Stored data
···
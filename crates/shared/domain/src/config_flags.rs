use crate::flags::{FlagSet, flag_set_impls};
use bitflags::bitflags;

bitflags! {
    /// Runtime switches of a service. Any combination is valid.
    #[derive(Debug, Clone, Copy, PartialEq, Eq, PartialOrd, Ord, Hash)]
    pub struct ConfigFlags: u32 {
        const LOG_REQUESTS = 1 << 0;
        const ENABLE_METRICS = 1 << 1;
        const ENABLE_CACHE = 1 << 2;
        const ENABLE_DEBUG = 1 << 3;
        const MAINTENANCE_MODE = 1 << 4;
    }
}

impl FlagSet for ConfigFlags {
    const KIND: &'static str = "ConfigFlags";
    const SEPARATOR: &'static str = ",";
    const LABELS: &'static [(Self, &'static str)] = &[
        (Self::LOG_REQUESTS, "LogRequests"),
        (Self::ENABLE_METRICS, "EnableMetrics"),
        (Self::ENABLE_CACHE, "EnableCache"),
        (Self::ENABLE_DEBUG, "EnableDebug"),
        (Self::MAINTENANCE_MODE, "MaintenanceMode"),
    ];
}

flag_set_impls!(ConfigFlags);

impl Default for ConfigFlags {
    fn default() -> Self {
        Self::LOG_REQUESTS
    }
}

impl From<u32> for ConfigFlags {
    fn from(bits: u32) -> Self {
        Self::from_bits_retain(bits)
    }
}

#[cfg(test)]
mod tests {
    use super::*;

    #[test]
    fn cache_and_debug() {
        assert_eq!(ConfigFlags::render_bits(4 | 8), "EnableCache,EnableDebug");
    }

    #[test]
    fn bit_values_are_stable() {
        assert_eq!(ConfigFlags::LOG_REQUESTS.bits(), 1);
        assert_eq!(ConfigFlags::ENABLE_METRICS.bits(), 2);
        assert_eq!(ConfigFlags::ENABLE_CACHE.bits(), 4);
        assert_eq!(ConfigFlags::ENABLE_DEBUG.bits(), 8);
        assert_eq!(ConfigFlags::MAINTENANCE_MODE.bits(), 16);
    }

    #[test]
    fn bits_past_the_last_flag_are_ignored() {
        assert_eq!(ConfigFlags::render_bits(32), "None");
        assert_eq!(ConfigFlags::render_bits(16 | 64), "MaintenanceMode");
    }

    #[test]
    fn parse_accepts_spaces_and_none() {
        assert_eq!(
            ConfigFlags::parse(" LogRequests , MaintenanceMode "),
            Ok(ConfigFlags::LOG_REQUESTS | ConfigFlags::MAINTENANCE_MODE)
        );
        assert_eq!(ConfigFlags::parse("None"), Ok(ConfigFlags::empty()));
        assert!(ConfigFlags::parse("EnableCache,Turbo").is_err());
    }
}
···
◆ AIM OF THE EXERCISE
This exercise calls for repeating every line of the data exactly.

◆ REPLY TO THE TASK
filename crates/shared/domain/src/config_flags.rs
use crate::flags::{FlagSet, flag_set_impls};
use bitflags::bitflags;

bitflags! {
    /// Runtime switches of a service. Any combination is valid.
    #[derive(Debug, Clone, Copy, PartialEq, Eq, PartialOrd, Ord, Hash)]
    pub struct ConfigFlags: u32 {
        const LOG_REQUESTS = 1 << 0;
        const ENABLE_METRICS = 1 << 1;
        const ENABLE_CACHE = 1 << 2;
        const ENABLE_DEBUG = 1 << 3;
        const MAINTENANCE_MODE = 1 << 4;
    }
}

impl FlagSet for ConfigFlags {
    const KIND: &'static str = "ConfigFlags";
    const SEPARATOR: &'static str = ",";
    const LABELS: &'static [(Self, &'static str)] = &[
        (Self::LOG_REQUESTS, "LogRequests"),
        (Self::ENABLE_METRICS, "EnableMetrics"),
        (Self::ENABLE_CACHE, "EnableCache"),
        (Self::ENABLE_DEBUG, "EnableDebug"),
        (Self::MAINTENANCE_MODE, "MaintenanceMode"),
    ];
}

flag_set_impls!(ConfigFlags);

impl Default for ConfigFlags {
    fn default() -> Self {
        Self::LOG_REQUESTS
    }
}

impl From<u32> for ConfigFlags {
    fn from(bits: u32) -> Self {
        Self::from_bits_retain(bits)
    }
}

#[cfg(test)]
mod tests {
    use super::*;

    #[test]
    fn cache_and_debug() {
        assert_eq!(ConfigFlags::render_bits(4 | 8), "EnableCache,EnableDebug");
    }

    #[test]
    fn bit_values_are_stable() {
        assert_eq!(ConfigFlags::LOG_REQUESTS.bits(), 1);
        assert_eq!(ConfigFlags::ENABLE_METRICS.bits(), 2);
        assert_eq!(ConfigFlags::ENABLE_CACHE.bits(), 4);
        assert_eq!(ConfigFlags::ENABLE_DEBUG.bits(), 8);
        assert_eq!(ConfigFlags::MAINTENANCE_MODE.bits(), 16);
    }

    #[test]
    fn bits_past_the_last_flag_are_ignored() {
        assert_eq!(ConfigFlags::render_bits(32), "None");
        assert_eq!(ConfigFlags::render_bits(16 | 64), "MaintenanceMode");
    }

    #[test]
    fn parse_accepts_spaces_and_none() {
        assert_eq!(
            ConfigFlags::parse(" LogRequests , MaintenanceMode "),
            Ok(ConfigFlags::LOG_REQUESTS | ConfigFlags::MAINTENANCE_MODE)
        );
        assert_eq!(ConfigFlags::parse("None"), Ok(ConfigFlags::empty()));
        assert!(ConfigFlags::parse("EnableCache,Turbo").is_err());
    }
}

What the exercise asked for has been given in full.